*RECORDED DATA:*
________________________________________
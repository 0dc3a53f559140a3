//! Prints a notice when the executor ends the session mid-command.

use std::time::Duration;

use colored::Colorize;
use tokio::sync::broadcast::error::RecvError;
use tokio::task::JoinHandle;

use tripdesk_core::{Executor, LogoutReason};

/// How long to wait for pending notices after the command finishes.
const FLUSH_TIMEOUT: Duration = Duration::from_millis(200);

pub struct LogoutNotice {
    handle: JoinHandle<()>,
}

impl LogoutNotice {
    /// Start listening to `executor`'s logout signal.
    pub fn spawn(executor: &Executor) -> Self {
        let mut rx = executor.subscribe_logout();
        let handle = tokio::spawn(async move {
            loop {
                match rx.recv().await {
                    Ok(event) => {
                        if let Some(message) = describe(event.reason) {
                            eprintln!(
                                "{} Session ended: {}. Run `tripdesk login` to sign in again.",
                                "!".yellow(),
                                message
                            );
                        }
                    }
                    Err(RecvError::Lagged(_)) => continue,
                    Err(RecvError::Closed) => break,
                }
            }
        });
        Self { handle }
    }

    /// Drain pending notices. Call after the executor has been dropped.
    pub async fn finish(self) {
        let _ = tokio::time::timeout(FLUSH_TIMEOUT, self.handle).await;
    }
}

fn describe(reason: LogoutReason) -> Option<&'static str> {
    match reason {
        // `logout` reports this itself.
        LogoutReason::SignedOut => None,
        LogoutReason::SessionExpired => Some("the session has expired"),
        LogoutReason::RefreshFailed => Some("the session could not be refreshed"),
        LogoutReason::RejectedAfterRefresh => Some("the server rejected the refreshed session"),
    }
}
________________________________________
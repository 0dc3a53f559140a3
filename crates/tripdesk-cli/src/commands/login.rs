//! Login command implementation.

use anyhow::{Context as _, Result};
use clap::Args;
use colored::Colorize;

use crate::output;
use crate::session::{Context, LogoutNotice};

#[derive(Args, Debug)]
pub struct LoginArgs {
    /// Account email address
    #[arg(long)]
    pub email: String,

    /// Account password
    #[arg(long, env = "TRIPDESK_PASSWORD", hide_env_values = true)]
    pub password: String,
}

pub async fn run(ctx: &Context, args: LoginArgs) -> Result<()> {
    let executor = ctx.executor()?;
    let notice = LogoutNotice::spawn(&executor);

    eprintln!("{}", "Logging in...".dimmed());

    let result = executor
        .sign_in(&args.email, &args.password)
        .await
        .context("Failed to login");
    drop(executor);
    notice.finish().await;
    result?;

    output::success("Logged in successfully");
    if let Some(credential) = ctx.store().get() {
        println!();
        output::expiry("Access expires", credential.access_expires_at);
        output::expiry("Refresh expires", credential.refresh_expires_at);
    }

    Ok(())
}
________________________________________
In the listing above, find the line with "#[arg(long)]" and the line with "let executor = ctx.executor()?;". Output those two lines and every line between them, exactly as written.

    #[arg(long)]
    pub email: String,

    /// Account password
    #[arg(long, env = "TRIPDESK_PASSWORD", hide_env_values = true)]
    pub password: String,
}

pub async fn run(ctx: &Context, args: LoginArgs) -> Result<()> {
    let executor = ctx.executor()?;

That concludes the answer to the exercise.